- **SUPPLIED RECORDS**:

┄┄┄┄┄┄┄┄┄┄┄┄┄┄┄┄┄┄┄┄

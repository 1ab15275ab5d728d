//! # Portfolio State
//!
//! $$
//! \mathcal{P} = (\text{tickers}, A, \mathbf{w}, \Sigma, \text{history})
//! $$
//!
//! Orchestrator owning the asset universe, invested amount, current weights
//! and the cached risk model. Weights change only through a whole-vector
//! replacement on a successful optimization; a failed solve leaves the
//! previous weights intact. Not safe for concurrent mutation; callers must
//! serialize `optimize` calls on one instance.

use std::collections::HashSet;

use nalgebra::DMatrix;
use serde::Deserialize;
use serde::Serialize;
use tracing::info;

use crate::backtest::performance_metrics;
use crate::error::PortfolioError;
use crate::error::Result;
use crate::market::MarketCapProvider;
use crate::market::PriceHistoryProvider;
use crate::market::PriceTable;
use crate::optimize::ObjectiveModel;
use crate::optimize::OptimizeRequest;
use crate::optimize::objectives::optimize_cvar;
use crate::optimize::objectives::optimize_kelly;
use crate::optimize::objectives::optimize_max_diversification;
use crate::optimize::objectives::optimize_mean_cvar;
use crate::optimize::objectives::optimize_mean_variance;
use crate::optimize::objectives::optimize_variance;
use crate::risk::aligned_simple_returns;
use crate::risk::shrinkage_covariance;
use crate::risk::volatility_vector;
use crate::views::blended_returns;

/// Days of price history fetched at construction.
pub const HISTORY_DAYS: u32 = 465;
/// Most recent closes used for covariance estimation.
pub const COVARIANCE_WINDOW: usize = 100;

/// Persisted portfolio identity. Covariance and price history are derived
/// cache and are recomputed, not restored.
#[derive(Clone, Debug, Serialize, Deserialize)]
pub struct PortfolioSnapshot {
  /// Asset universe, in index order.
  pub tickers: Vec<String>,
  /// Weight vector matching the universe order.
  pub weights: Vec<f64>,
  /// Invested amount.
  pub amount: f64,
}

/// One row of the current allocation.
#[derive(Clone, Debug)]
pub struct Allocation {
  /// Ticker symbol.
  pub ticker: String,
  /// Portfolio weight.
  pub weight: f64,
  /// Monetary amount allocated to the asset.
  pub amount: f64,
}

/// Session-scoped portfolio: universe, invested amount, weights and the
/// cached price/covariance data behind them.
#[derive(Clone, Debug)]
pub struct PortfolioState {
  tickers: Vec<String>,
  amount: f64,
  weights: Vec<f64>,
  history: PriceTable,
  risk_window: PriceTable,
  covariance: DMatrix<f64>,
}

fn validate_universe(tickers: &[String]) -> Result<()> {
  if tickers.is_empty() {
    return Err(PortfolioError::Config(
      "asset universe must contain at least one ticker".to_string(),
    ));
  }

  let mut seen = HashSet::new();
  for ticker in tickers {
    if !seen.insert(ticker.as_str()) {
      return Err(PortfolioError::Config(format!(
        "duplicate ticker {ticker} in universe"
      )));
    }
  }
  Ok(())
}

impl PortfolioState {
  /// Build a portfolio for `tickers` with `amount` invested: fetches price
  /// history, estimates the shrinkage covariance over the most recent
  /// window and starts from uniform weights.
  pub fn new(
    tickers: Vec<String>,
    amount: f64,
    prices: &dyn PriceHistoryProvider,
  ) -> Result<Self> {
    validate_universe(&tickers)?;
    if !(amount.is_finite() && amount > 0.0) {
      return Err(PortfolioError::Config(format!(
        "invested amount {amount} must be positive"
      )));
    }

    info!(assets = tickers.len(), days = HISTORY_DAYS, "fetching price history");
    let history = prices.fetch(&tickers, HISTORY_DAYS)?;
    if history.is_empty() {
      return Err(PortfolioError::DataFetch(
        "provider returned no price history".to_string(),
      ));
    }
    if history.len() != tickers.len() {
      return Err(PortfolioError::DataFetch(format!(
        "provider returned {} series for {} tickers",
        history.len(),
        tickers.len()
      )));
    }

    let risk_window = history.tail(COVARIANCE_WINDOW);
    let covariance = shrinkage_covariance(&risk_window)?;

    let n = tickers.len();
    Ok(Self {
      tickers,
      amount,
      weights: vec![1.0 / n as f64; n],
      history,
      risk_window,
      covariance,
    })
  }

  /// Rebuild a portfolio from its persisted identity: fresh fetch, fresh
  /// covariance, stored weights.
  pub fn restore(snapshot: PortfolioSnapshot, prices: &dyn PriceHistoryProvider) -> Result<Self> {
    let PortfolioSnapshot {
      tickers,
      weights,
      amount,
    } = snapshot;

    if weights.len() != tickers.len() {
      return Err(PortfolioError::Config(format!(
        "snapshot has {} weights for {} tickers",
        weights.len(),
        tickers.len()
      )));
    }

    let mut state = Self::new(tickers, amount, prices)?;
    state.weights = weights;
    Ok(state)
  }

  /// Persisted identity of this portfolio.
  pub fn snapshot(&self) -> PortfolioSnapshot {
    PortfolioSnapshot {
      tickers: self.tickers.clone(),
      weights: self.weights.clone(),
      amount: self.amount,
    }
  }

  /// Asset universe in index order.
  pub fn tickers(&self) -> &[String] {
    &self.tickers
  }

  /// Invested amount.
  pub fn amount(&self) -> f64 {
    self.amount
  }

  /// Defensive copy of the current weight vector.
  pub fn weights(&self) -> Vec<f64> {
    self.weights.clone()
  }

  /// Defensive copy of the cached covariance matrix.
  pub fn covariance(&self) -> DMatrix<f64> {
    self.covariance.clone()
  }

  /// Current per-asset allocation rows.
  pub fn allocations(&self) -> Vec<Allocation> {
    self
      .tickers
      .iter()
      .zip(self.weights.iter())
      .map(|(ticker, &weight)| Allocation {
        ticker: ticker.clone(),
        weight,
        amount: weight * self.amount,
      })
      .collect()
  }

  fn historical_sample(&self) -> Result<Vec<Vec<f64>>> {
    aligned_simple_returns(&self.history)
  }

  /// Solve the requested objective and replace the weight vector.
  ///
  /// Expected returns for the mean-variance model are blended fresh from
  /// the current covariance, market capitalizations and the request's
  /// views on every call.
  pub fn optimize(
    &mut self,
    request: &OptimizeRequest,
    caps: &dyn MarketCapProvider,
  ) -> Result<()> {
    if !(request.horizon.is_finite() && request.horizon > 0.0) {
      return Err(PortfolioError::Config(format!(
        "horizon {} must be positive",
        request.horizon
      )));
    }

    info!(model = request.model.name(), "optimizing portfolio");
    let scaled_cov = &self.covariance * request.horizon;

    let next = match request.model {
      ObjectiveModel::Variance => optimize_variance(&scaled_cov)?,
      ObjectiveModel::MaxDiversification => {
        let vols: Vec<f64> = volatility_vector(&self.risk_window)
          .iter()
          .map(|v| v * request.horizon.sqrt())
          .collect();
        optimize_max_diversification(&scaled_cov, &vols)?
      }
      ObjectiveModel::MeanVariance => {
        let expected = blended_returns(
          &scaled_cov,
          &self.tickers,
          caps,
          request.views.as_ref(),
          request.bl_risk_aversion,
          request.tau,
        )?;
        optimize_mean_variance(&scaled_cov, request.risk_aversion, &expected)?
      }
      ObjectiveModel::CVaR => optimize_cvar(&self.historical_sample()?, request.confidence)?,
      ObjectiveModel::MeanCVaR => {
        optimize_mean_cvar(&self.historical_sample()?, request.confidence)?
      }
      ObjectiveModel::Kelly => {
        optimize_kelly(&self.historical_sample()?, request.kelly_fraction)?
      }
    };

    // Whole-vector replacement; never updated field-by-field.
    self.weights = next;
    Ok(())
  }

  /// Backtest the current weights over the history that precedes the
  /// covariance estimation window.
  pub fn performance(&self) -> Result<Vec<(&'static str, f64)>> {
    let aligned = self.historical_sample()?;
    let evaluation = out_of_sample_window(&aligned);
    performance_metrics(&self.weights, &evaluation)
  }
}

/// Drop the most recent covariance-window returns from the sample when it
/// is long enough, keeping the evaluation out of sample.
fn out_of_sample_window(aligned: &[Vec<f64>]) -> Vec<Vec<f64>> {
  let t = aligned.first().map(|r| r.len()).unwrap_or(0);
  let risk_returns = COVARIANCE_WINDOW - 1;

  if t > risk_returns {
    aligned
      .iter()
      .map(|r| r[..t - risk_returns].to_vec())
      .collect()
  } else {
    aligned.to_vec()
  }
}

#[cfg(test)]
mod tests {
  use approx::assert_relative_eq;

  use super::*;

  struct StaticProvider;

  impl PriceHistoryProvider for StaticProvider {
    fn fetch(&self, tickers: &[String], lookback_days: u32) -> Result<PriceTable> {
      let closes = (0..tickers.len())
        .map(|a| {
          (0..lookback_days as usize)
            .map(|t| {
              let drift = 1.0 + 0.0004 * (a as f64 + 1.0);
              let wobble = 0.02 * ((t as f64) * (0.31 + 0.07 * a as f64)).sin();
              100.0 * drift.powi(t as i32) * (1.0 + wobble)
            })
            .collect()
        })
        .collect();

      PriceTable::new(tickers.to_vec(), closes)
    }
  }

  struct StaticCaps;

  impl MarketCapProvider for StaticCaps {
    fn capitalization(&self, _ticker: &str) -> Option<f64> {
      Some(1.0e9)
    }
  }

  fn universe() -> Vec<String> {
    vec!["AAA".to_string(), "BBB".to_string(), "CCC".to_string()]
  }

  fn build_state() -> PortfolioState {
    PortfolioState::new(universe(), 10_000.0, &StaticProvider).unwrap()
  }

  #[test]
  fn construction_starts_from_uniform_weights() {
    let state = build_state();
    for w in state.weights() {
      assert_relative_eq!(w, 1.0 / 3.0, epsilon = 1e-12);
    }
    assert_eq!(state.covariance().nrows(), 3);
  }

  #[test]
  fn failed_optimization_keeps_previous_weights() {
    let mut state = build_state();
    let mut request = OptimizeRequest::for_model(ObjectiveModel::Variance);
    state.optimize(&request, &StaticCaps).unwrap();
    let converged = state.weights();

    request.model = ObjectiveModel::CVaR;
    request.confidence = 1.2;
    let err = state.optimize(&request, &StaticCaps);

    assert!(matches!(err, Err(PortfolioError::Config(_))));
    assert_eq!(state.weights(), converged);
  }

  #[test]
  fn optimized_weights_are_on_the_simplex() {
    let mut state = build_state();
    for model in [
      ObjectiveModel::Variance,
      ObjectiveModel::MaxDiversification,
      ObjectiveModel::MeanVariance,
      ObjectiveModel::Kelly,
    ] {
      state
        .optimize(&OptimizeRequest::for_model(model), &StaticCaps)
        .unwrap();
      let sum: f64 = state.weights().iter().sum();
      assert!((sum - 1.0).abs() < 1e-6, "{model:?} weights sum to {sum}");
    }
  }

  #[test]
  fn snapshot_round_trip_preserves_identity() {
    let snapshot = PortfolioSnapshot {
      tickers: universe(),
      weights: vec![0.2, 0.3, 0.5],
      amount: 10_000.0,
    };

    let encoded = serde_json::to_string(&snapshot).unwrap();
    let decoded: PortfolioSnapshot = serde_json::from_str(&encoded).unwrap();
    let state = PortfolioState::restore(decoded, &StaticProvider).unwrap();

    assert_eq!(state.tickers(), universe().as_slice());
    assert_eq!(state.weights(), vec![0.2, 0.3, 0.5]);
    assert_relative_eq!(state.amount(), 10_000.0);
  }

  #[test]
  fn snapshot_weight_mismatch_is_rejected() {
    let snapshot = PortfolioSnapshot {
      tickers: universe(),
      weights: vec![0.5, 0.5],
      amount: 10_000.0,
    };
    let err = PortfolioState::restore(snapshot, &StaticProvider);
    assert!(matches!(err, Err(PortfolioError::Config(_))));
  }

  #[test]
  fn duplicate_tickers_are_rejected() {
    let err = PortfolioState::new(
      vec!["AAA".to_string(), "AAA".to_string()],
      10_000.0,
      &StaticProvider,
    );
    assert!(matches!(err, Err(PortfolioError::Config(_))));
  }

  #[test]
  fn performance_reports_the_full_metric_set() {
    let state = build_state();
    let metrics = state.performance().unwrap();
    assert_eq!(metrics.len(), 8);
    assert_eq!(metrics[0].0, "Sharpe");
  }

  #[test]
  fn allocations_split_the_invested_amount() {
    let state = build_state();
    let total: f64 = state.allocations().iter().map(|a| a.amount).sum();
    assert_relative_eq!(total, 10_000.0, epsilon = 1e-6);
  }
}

┄┄┄┄┄┄┄┄┄┄┄┄┄┄┄┄┄┄┄┄

- **GOAL OF THE EXERCISE**:
Exactly as they stand, set down the lines from the top of the data through the line with "use crate::error::Result;".

- **PROBLEM SOLUTION**:
repository 1ab15275ab5d728d
//! # Portfolio State
//!
//! $$
//! \mathcal{P} = (\text{tickers}, A, \mathbf{w}, \Sigma, \text{history})
//! $$
//!
//! Orchestrator owning the asset universe, invested amount, current weights
//! and the cached risk model. Weights change only through a whole-vector
//! replacement on a successful optimization; a failed solve leaves the
//! previous weights intact. Not safe for concurrent mutation; callers must
//! serialize `optimize` calls on one instance.

use std::collections::HashSet;

use nalgebra::DMatrix;
use serde::Deserialize;
use serde::Serialize;
use tracing::info;

use crate::backtest::performance_metrics;
use crate::error::PortfolioError;
use crate::error::Result;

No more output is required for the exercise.